Aligning nn.BatchNormNd with nn.Linear

The nn.Linear layer transforms shape in the form (N,*,in_features) -> (N,*,out_features). I have found myself multiple times trying to apply batch normalization after a linear layer. However, because the default nn.BatchNormNd layers only apply over the dimension 1 (corresponding to channels in the convolutional layers), I can only directly compose nn.Linear and nn.BatchNormNd if there are no additional dimensions input into nn.Linear. If there are more dimensions, I have to transpose the last dimension into the channel dimension before and after the batch normalization. Is there a better way to do this?

2 Likes

It’s interesting that you want to normalize for each slice in the last dimension, especially considering that it is from a nn.Linear output. May I ask why?

Upon some further investigation I realized my conception of batch normalization was incorrect, and it should be applied sample-wise following dense layers. However, PyTorch does not help this confusion by labeling the output shape parameter num_features, which led me to believe batch normalization is applied feature-wise for both convolutional and dense layers.

Yes the name is definitely a bit confusing.

Are you saying that you want to normalize over all but the batch dimension, i.e. each sample is normalized with mean and std computed from that sample?

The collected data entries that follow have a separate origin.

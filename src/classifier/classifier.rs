use std::path::Path;
use std::sync::{Arc, Mutex};

use image::DynamicImage;
use log::{debug, warn};

use super::decode::{decode, Classification};
use super::error::ClassifierError;
use super::labels::LabelTable;
use super::preprocess::prepare;
use crate::backend::InferenceBackend;
use crate::ModelCharacteristics;

/// A thread-safe animal image classifier over a quantized model.
///
/// # Thread Safety
///
/// The classifier may be shared across threads with `Arc`. The label
/// table is immutable after load and shared without synchronization; the
/// inference backend does not support concurrent invocations on one
/// instance, so it lives behind a `Mutex` and at most one classification
/// is in flight per classifier.
///
/// ```rust
/// # fn main() -> Result<(), Box<dyn std::error::Error>> {
/// use fauna::{Classifier, LabelTable, ScriptedBackend};
/// use std::sync::Arc;
/// use std::thread;
///
/// let classifier = Arc::new(Classifier::builder()
///     .with_backend(
///         Box::new(ScriptedBackend::constant(vec![200, 50])?),
///         LabelTable::from_text("cat\ndog")?,
///     )?
///     .build()?);
///
/// let classifier_clone = Arc::clone(&classifier);
/// thread::spawn(move || {
///     let image = image::DynamicImage::new_rgb8(64, 64);
///     classifier_clone.classify(&image).unwrap();
/// });
/// # Ok(())
/// # }
/// ```
pub struct Classifier {
    pub(crate) model_path: String,
    pub(crate) labels_path: Option<String>,
    pub(crate) backend: Mutex<Box<dyn InferenceBackend>>,
    pub(crate) labels: Arc<LabelTable>,
    pub(crate) characteristics: ModelCharacteristics,
}

// Compile-time verification of thread-safety
const _: () = {
    fn assert_send_sync<T: Send + Sync>() {}
    fn verify_thread_safety() {
        assert_send_sync::<Classifier>();
    }
};

impl Classifier {
    /// Creates a new ClassifierBuilder for fluent construction
    pub fn builder() -> super::builder::ClassifierBuilder {
        super::builder::ClassifierBuilder::new()
    }

    /// Returns information about the classifier's current state
    pub fn info(&self) -> super::ClassifierInfo {
        super::ClassifierInfo {
            model_path: self.model_path.clone(),
            labels_path: self.labels_path.clone(),
            num_classes: self.labels.len(),
            class_labels: self.labels.labels().to_vec(),
            input_width: self.characteristics.input_width,
            input_height: self.characteristics.input_height,
        }
    }

    /// Classifies a decoded image and returns the best-guess class with
    /// its confidence.
    ///
    /// Runs the full pipeline synchronously: preprocess to the model's
    /// input tensor, one blocking forward pass, then score decoding.
    /// Callers that need a responsive foreground should move the whole
    /// call onto a background execution context.
    ///
    /// # Errors
    /// * [`ClassifierError::MissingInput`] for an empty image
    /// * [`ClassifierError::Invocation`] if the forward pass fails;
    ///   classification can be retried with a new image
    pub fn classify(&self, image: &DynamicImage) -> Result<Classification, ClassifierError> {
        if image.width() == 0 || image.height() == 0 {
            return Err(ClassifierError::MissingInput);
        }

        let tensor = prepare(
            image,
            self.characteristics.input_width,
            self.characteristics.input_height,
        );

        let mut output = vec![0u8; self.labels.len()];
        {
            let mut backend = self.backend.lock().map_err(|_| {
                ClassifierError::Invocation("inference backend lock poisoned".to_string())
            })?;
            backend.invoke(&tensor, &mut output)?;
        }

        let classification = decode(&output, &self.labels)?;
        debug!(
            "Classified image as '{}' ({:.3})",
            classification.label, classification.confidence
        );
        Ok(classification)
    }

    /// Reads and decodes the image at `path`, then classifies it.
    ///
    /// An unreadable or undecodable file is treated the same as no image
    /// having been supplied at all.
    pub fn classify_path<P: AsRef<Path>>(
        &self,
        path: P,
    ) -> Result<Classification, ClassifierError> {
        let path = path.as_ref();
        let image = image::open(path).map_err(|e| {
            warn!("Failed to decode image {}: {}", path.display(), e);
            ClassifierError::MissingInput
        })?;
        self.classify(&image)
    }
}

If so, you should use Layer Normalization, which will become available in next release. To achieve the same effects in 0.3.1, you can feed input.unsqueeze(0) into a BN layer.

Jeeze, this is what I get for jumping in trying to implement white-paper models without putting in the time to fully understand the requisite components. I think what you suggested is correct, but to clarify, is it the case that statistics are computed along slices of the channel dimension and the mini-batch dimension for convolutional layers, but only slices of the mini-batch dimension for dense layers?

Here is what BN does:

assumes that inputs has shape:  [B x C x *]
  B is minibatch size
  C is the size of second dimension. In image data, it is the channel 
    dim. But generally it is the second dim.
  * is arbitrary number of dimensions of arbitrary sizes

Normalizes each slice input[:, i, :] for i = 0, ..., C - 1, that is
normalizing the slice using the mean and std computed from that slice.

So if you have input of shape [B, *], and do bn_layer(input.unsqueeze(0)), you are effectively doing:

input_new = input.unsqueeze(0) of shape [1, B, *]
output = bn(input_new) normalizes each input_new[:, i] = input[i] slice
  for i = 0, ..., B - 1.
output = output.squeeze(0) gives what you want
1 Like